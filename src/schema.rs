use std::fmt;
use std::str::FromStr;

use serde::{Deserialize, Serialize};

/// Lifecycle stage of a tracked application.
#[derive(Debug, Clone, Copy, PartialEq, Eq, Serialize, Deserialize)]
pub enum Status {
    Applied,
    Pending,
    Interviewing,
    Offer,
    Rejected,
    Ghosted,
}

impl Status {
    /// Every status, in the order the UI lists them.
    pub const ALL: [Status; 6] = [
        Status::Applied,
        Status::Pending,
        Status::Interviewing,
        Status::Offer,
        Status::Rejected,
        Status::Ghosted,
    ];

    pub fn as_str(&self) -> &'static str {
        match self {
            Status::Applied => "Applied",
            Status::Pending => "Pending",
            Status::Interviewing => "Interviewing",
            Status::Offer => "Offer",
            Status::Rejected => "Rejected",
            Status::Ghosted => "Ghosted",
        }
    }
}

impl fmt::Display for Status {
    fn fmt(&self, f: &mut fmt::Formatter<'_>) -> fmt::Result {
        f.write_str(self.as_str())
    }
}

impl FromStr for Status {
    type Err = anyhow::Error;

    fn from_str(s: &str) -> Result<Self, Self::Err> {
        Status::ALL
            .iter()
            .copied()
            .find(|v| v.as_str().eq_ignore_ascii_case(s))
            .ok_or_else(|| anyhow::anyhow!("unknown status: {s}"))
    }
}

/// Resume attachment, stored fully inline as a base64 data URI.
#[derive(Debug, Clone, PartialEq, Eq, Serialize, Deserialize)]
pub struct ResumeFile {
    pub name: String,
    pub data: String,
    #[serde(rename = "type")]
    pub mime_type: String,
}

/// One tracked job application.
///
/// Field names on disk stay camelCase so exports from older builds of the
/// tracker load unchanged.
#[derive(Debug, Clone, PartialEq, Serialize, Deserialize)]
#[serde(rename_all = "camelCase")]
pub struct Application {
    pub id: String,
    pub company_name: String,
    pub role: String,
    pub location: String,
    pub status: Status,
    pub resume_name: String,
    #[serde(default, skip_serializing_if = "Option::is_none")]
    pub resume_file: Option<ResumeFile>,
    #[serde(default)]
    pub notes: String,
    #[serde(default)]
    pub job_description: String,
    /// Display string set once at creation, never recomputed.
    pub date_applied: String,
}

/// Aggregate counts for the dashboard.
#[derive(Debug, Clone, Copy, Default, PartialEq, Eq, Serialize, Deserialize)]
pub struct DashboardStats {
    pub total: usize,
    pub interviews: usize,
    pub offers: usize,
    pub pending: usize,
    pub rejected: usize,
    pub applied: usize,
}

# Assignment:
Scan the listing for the string "Clone", then copy every line where it appears.

# Finished exercise:
#[derive(Debug, Clone, Copy, PartialEq, Eq, Serialize, Deserialize)]
#[derive(Debug, Clone, PartialEq, Eq, Serialize, Deserialize)]
#[derive(Debug, Clone, PartialEq, Serialize, Deserialize)]
#[derive(Debug, Clone, Copy, Default, PartialEq, Eq, Serialize, Deserialize)]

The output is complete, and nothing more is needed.